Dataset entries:
***
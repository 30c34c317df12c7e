//! Rendering for the dofsim viewer
//!
//! This crate provides the wgpu-based pipeline for drawing a robot model at
//! its simulated pose.
//!
//! ## Key Components
//!
//! - [`context::RenderContext`] - WGPU device, queue, and surface management
//! - [`camera::OrbitCamera`] - Z-up camera orbiting a target point
//! - [`pipeline::MeshPipeline`] - Lit triangle rendering with a depth buffer
//! - [`renderable::RobotVisuals`] - Per-link triangles in link frames
//! - [`renderable::RenderableGeometry`] - World-space triangles for one frame

pub mod context;
pub mod camera;
pub mod pipeline;
pub mod renderable;

pub use camera::OrbitCamera;
pub use context::{ContextError, RenderContext};
pub use renderable::{CheckerboardGeometry, RenderableGeometry, RobotVisuals};
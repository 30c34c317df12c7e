//! GPU rendering system
//!
//! Manages GPU rendering including:
//! - Render context and surface
//! - The mesh pipeline and its vertex buffer
//! - Rebuilding the arm's triangles from link poses

use std::collections::HashMap;
use std::sync::Arc;

use dofsim_core::nalgebra::Isometry3;
use dofsim_render::{
    pipeline::{perspective_matrix, MeshPipeline, MeshUniforms},
    CheckerboardGeometry, ContextError, OrbitCamera, RenderContext, RenderableGeometry,
    RobotVisuals,
};
use winit::window::Window;

use crate::config::{CameraConfig, RenderingConfig};

/// Render error types
#[derive(Debug)]
pub enum RenderError {
    /// The GPU could not be initialised
    Context(ContextError),
    /// Surface was lost (window resized, minimized, etc.)
    SurfaceLost,
    /// GPU out of memory
    OutOfMemory,
    /// Other surface error
    Other(String),
}

impl std::fmt::Display for RenderError {
    fn fmt(&self, f: &mut std::fmt::Formatter<'_>) -> std::fmt::Result {
        match self {
            RenderError::Context(e) => write!(f, "GPU setup failed: {}", e),
            RenderError::SurfaceLost => write!(f, "Surface lost"),
            RenderError::OutOfMemory => write!(f, "Out of memory"),
            RenderError::Other(msg) => write!(f, "Render error: {}", msg),
        }
    }
}

impl std::error::Error for RenderError {
    fn source(&self) -> Option<&(dyn std::error::Error + 'static)> {
        match self {
            RenderError::Context(e) => Some(e),
            _ => None,
        }
    }
}

impl From<ContextError> for RenderError {
    fn from(e: ContextError) -> Self {
        RenderError::Context(e)
    }
}

/// Manages GPU rendering
pub struct RenderSystem {
    context: RenderContext,
    pipeline: MeshPipeline,
    visuals: RobotVisuals,
    geometry: RenderableGeometry,
    checkerboard: CheckerboardGeometry,
    render_config: RenderingConfig,
    camera_config: CameraConfig,
    frames: u64,
}

impl RenderSystem {
    /// Create render system from window and config
    pub fn new(
        window: Arc<Window>,
        visuals: RobotVisuals,
        render_config: RenderingConfig,
        camera_config: CameraConfig,
        vsync: bool,
    ) -> Result<Self, RenderError> {
        let context = pollster::block_on(RenderContext::with_vsync(window, vsync))?;

        let mut pipeline = MeshPipeline::new(&context.device, context.config.format);
        pipeline.ensure_depth_texture(&context.device, context.size.width, context.size.height);

        let checkerboard = CheckerboardGeometry::new(
            [0.3, 0.3, 0.35, 1.0], // Dark gray
            [0.7, 0.7, 0.75, 1.0], // Light gray
            render_config.ground_cell,
        );

        Ok(Self {
            context,
            pipeline,
            visuals,
            geometry: RenderableGeometry::new(),
            checkerboard,
            render_config,
            camera_config,
            frames: 0,
        })
    }

    /// Handle window resize
    pub fn resize(&mut self, width: u32, height: u32) {
        self.context
            .resize(winit::dpi::PhysicalSize::new(width, height));
        self.pipeline
            .ensure_depth_texture(&self.context.device, width, height);
    }

    /// Reconfigure the surface after it was lost
    pub fn recover_surface(&mut self) {
        self.context.reconfigure();
    }

    /// Rebuild the arm's triangles at the given link poses and upload them
    pub fn update_geometry(&mut self, poses: &HashMap<String, Isometry3<f32>>) {
        self.geometry.clear();
        if self.render_config.show_ground {
            self.geometry
                .add_ground(&self.checkerboard, self.render_config.ground_extent, 0.0);
        }
        self.geometry.add_visuals(&self.visuals, poses);
        self.pipeline.upload(
            &self.context.device,
            &self.context.queue,
            &self.geometry.vertices,
        );
        log::trace!("Uploaded {} vertices", self.geometry.vertex_count());
    }

    /// Render a single frame
    pub fn render_frame(&mut self, camera: &OrbitCamera) -> Result<(), RenderError> {
        let proj_matrix = perspective_matrix(
            self.camera_config.fov.to_radians(),
            self.context.aspect_ratio(),
            self.camera_config.near,
            self.camera_config.far,
        );

        let uniforms = MeshUniforms {
            view_matrix: camera.view_matrix(),
            projection_matrix: proj_matrix,
            light_dir: self.render_config.light_dir,
            ambient_strength: self.render_config.ambient_strength,
            diffuse_strength: self.render_config.diffuse_strength,
            ..MeshUniforms::default()
        };
        self.pipeline
            .update_uniforms(&self.context.queue, &uniforms);

        // Get surface texture
        let output = match self.context.surface.get_current_texture() {
            Ok(output) => output,
            Err(wgpu::SurfaceError::Lost | wgpu::SurfaceError::Outdated) => {
                return Err(RenderError::SurfaceLost)
            }
            Err(wgpu::SurfaceError::OutOfMemory) => return Err(RenderError::OutOfMemory),
            Err(e) => return Err(RenderError::Other(format!("{:?}", e))),
        };

        let view = output
            .texture
            .create_view(&wgpu::TextureViewDescriptor::default());

        let mut encoder = self
            .context
            .device
            .create_command_encoder(&wgpu::CommandEncoderDescriptor {
                label: Some("Render Encoder"),
            });

        let bg = &self.render_config.background_color;
        self.pipeline.render(
            &mut encoder,
            &view,
            wgpu::Color {
                r: bg[0] as f64,
                g: bg[1] as f64,
                b: bg[2] as f64,
                a: bg[3] as f64,
            },
        );

        self.context.queue.submit(std::iter::once(encoder.finish()));
        output.present();
        self.frames += 1;

        Ok(())
    }

    /// Frames presented so far
    pub fn frame_count(&self) -> u64 {
        self.frames
    }

    /// Get current surface size
    pub fn size(&self) -> (u32, u32) {
        (self.context.size.width, self.context.size.height)
    }
}

#[cfg(test)]
mod tests {
    use super::*;

    #[test]
    fn test_render_error_display() {
        assert_eq!(format!("{}", RenderError::SurfaceLost), "Surface lost");
        assert_eq!(format!("{}", RenderError::OutOfMemory), "Out of memory");
        assert_eq!(
            format!("{}", RenderError::Other("test".to_string())),
            "Render error: test"
        );
        let err: RenderError = ContextError::NoAdapter.into();
        assert!(err.to_string().starts_with("GPU setup failed"));
    }
}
***
PROBLEM
Go through the records above and copy each line where "Result" is found.

EXERCISE SOLUTION
    fn fmt(&self, f: &mut std::fmt::Formatter<'_>) -> std::fmt::Result {
    ) -> Result<Self, RenderError> {
    pub fn render_frame(&mut self, camera: &OrbitCamera) -> Result<(), RenderError> {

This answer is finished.